Логирование информации
Часть 1. Типы логов*. Конфигурирование логирования информации.

Естественной потребностью системного администратора или специалиста по безопасности является некий анализ того, что происходит как на конкретном компьютере конкретного пользователя, так и в локальной сети. Технически задача выполнима, ибо разработчики множества приложений, которыми мы пользуемся, заложили в свои продукты функцию логирования информации*. Информация, которую хранят логи* конкретного компьютера в сети, может сказать много тому, кто, с некоторым знанием предмета, рискнет заглянуть внутрь. Нельзя сказать, что чтение логов* является тайной дисциплиной, которая доступна только просвященным гуру, впрочем, для того, чтобы легко ориентироваться и четко сопоставлять информацию, которая встречается в логах* различных приложений, надо действительно иметь представление о том, что и как, почему и зачем пишется в логи*, а кроме того, четко представлять предметную область изучаемого ПО. Дело в том, что запись информации в логи* (вероятно, в силу некой меньшей приоритетности, чем работа самого приложения) страдает хаотичными веяниями различных производителей. Соответственно, и интерпретировать такую информацию надо с учетом специфики и, может быть, каких-то рекомендаций производителя.

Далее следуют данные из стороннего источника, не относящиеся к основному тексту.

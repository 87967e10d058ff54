use std::path::Path;

use atlock_core::error::AtlockError;
use atlock_core::types::HashAlgorithm;
use serde::{Deserialize, Serialize};
use tracing::info;

fn default_hash_algorithm() -> String {
    "sha-256".to_string()
}
fn default_timelock_a_ms() -> u64 {
    3_600_000
}
fn default_timelock_b_ms() -> u64 {
    1_800_000
}
fn default_safety_margin_ms() -> u64 {
    300_000
}
fn default_confirmations() -> u32 {
    1
}
fn default_partial_fills_allowed() -> bool {
    false
}
fn default_max_retries() -> u32 {
    5
}
fn default_retry_initial_backoff_ms() -> u64 {
    500
}
fn default_retry_max_backoff_ms() -> u64 {
    30_000
}
fn default_order_retention_ms() -> u64 {
    86_400_000
}
fn default_rpc_listen_addr() -> String {
    "127.0.0.1:8645".to_string()
}
fn default_rpc_cors_origins() -> Vec<String> {
    vec!["*".to_string()]
}
fn default_store_path() -> String {
    "./atlock-data".to_string()
}
fn default_log_format() -> String {
    "pretty".to_string()
}
fn default_log_filter() -> String {
    "info,atlock=debug".to_string()
}

/// Node configuration (§4.12/§6), loaded once at startup from a file plus
/// environment overrides and validated eagerly before any ledger or store is
/// touched. Every field here is one of the recognized keys in §6 — unknown
/// keys in the source file are rejected by `serde`'s default (non-flattened)
/// struct deserialization, not silently ignored.
#[derive(Debug, Clone, Serialize, Deserialize)]
pub struct Config {
    #[serde(default = "default_hash_algorithm")]
    pub hash_algorithm: String,
    #[serde(default = "default_timelock_a_ms")]
    pub timelock_a_ms: u64,
    #[serde(default = "default_timelock_b_ms")]
    pub timelock_b_ms: u64,
    #[serde(default = "default_safety_margin_ms")]
    pub safety_margin_ms: u64,
    #[serde(default = "default_confirmations")]
    pub confirmations_a: u32,
    #[serde(default = "default_confirmations")]
    pub confirmations_b: u32,
    #[serde(default = "default_partial_fills_allowed")]
    pub partial_fills_allowed: bool,
    #[serde(default = "default_max_retries")]
    pub max_retries: u32,
    #[serde(default = "default_retry_initial_backoff_ms")]
    pub retry_initial_backoff_ms: u64,
    #[serde(default = "default_retry_max_backoff_ms")]
    pub retry_max_backoff_ms: u64,
    #[serde(default = "default_order_retention_ms")]
    pub order_retention_ms: u64,
    #[serde(default = "default_rpc_listen_addr")]
    pub rpc_listen_addr: String,
    #[serde(default = "default_rpc_cors_origins")]
    pub rpc_cors_origins: Vec<String>,
    #[serde(default = "default_store_path")]
    pub store_path: String,
    #[serde(default = "default_log_format")]
    pub log_format: String,
    #[serde(default = "default_log_filter")]
    pub log_filter: String,
}

impl Default for Config {
    fn default() -> Self {
        Self {
            hash_algorithm: default_hash_algorithm(),
            timelock_a_ms: default_timelock_a_ms(),
            timelock_b_ms: default_timelock_b_ms(),
            safety_margin_ms: default_safety_margin_ms(),
            confirmations_a: default_confirmations(),
            confirmations_b: default_confirmations(),
            partial_fills_allowed: default_partial_fills_allowed(),
            max_retries: default_max_retries(),
            retry_initial_backoff_ms: default_retry_initial_backoff_ms(),
            retry_max_backoff_ms: default_retry_max_backoff_ms(),
            order_retention_ms: default_order_retention_ms(),
            rpc_listen_addr: default_rpc_listen_addr(),
            rpc_cors_origins: default_rpc_cors_origins(),
            store_path: default_store_path(),
            log_format: default_log_format(),
            log_filter: default_log_filter(),
        }
    }
}

/// Environment variable names, checked as overrides after the file is
/// parsed. Prefixed `ATLOCK_` and upper-cased field names, the way a
/// production service layers env config over a file without pulling in a
/// dedicated config-merging crate.
const ENV_PREFIX: &str = "ATLOCK_";

impl Config {
    /// Load from `path` (JSON), apply `ATLOCK_*` environment overrides, then
    /// validate. Fails fast (category 1, §7) before any ledger or store is
    /// touched.
    pub fn load<P: AsRef<Path>>(path: P) -> Result<Self, AtlockError> {
        let path = path.as_ref();
        let json = std::fs::read_to_string(path).map_err(|e| {
            AtlockError::InvalidConfiguration(format!(
                "reading config file {}: {e}",
                path.display()
            ))
        })?;
        let mut config: Config = serde_json::from_str(&json)
            .map_err(|e| AtlockError::InvalidConfiguration(format!("parsing config JSON: {e}")))?;
        config.apply_env_overrides();
        config.validate()?;
        info!(store_path = %config.store_path, rpc_listen_addr = %config.rpc_listen_addr, "configuration loaded");
        Ok(config)
    }

    /// Same as [`Config::load`] but starting from built-in defaults instead
    /// of a file, used by development nodes and tests.
    pub fn load_defaults() -> Result<Self, AtlockError> {
        let mut config = Config::default();
        config.apply_env_overrides();
        config.validate()?;
        Ok(config)
    }

    fn apply_env_overrides(&mut self) {
        macro_rules! override_str {
            ($field:ident, $key:literal) => {
                if let Ok(v) = std::env::var(concat!($key)) {
                    self.$field = v;
                }
            };
        }
        macro_rules! override_parsed {
            ($field:ident, $key:literal) => {
                if let Ok(v) = std::env::var(concat!($key)) {
                    if let Ok(parsed) = v.parse() {
                        self.$field = parsed;
                    }
                }
            };
        }

        override_str!(hash_algorithm, "ATLOCK_HASH_ALGORITHM");
        override_parsed!(timelock_a_ms, "ATLOCK_TIMELOCK_A_MS");
        override_parsed!(timelock_b_ms, "ATLOCK_TIMELOCK_B_MS");
        override_parsed!(safety_margin_ms, "ATLOCK_SAFETY_MARGIN_MS");
        override_parsed!(confirmations_a, "ATLOCK_CONFIRMATIONS_A");
        override_parsed!(confirmations_b, "ATLOCK_CONFIRMATIONS_B");
        override_parsed!(partial_fills_allowed, "ATLOCK_PARTIAL_FILLS_ALLOWED");
        override_parsed!(max_retries, "ATLOCK_MAX_RETRIES");
        override_parsed!(retry_initial_backoff_ms, "ATLOCK_RETRY_INITIAL_BACKOFF_MS");
        override_parsed!(retry_max_backoff_ms, "ATLOCK_RETRY_MAX_BACKOFF_MS");
        override_parsed!(order_retention_ms, "ATLOCK_ORDER_RETENTION_MS");
        override_str!(rpc_listen_addr, "ATLOCK_RPC_LISTEN_ADDR");
        override_str!(store_path, "ATLOCK_STORE_PATH");
        override_str!(log_format, "ATLOCK_LOG_FORMAT");
        override_str!(log_filter, "ATLOCK_LOG_FILTER");
        if let Ok(v) = std::env::var("ATLOCK_RPC_CORS_ORIGINS") {
            self.rpc_cors_origins = v.split(',').map(|s| s.trim().to_string()).collect();
        }
        let _ = ENV_PREFIX;
    }

    /// Eager validation (§4.12): every check here must run before any
    /// ledger or store handle is opened.
    pub fn validate(&self) -> Result<(), AtlockError> {
        self.hash_algorithm()?;

        if self.timelock_b_ms + self.safety_margin_ms > self.timelock_a_ms {
            return Err(AtlockError::TimelockOrderingViolation {
                timelock_a: self.timelock_a_ms,
                timelock_b: self.timelock_b_ms,
                safety_margin: self.safety_margin_ms,
            });
        }

        if self.retry_initial_backoff_ms > self.retry_max_backoff_ms {
            return Err(AtlockError::InvalidConfiguration(format!(
                "retry_initial_backoff_ms ({}) must be <= retry_max_backoff_ms ({})",
                self.retry_initial_backoff_ms, self.retry_max_backoff_ms
            )));
        }

        if self.confirmations_a == 0 || self.confirmations_b == 0 {
            return Err(AtlockError::InvalidConfiguration(
                "confirmations_a and confirmations_b must be >= 1".to_string(),
            ));
        }

        if self.rpc_listen_addr.parse::<std::net::SocketAddr>().is_err() {
            return Err(AtlockError::InvalidConfiguration(format!(
                "rpc_listen_addr is not a valid socket address: {}",
                self.rpc_listen_addr
            )));
        }

        if self.store_path.trim().is_empty() {
            return Err(AtlockError::InvalidConfiguration(
                "store_path must not be empty".to_string(),
            ));
        }

        if self.log_format != "pretty" && self.log_format != "json" {
            return Err(AtlockError::InvalidConfiguration(format!(
                "log_format must be \"pretty\" or \"json\", got {:?}",
                self.log_format
            )));
        }

        Ok(())
    }

    pub fn hash_algorithm(&self) -> Result<HashAlgorithm, AtlockError> {
        match self.hash_algorithm.as_str() {
            "blake2b-256" => Ok(HashAlgorithm::Blake2b256),
            "sha-256" => Ok(HashAlgorithm::Sha256),
            other => Err(AtlockError::UnknownHashAlgorithm(other.to_string())),
        }
    }
}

Для того чтобы грамотно добывать полезную информацию из логов*, иногда достаточно простого текстового редактора и головы, но часто встречаются ситуации, когда лог* и просмотреть довольно сложно, и трактовать правильно тяжело. В этом случае полезно знать о некоторых особенностях структуры различных лог*-файлов и об информации, которая в них встречается.

Типы логов* (механизмы логирования информации*)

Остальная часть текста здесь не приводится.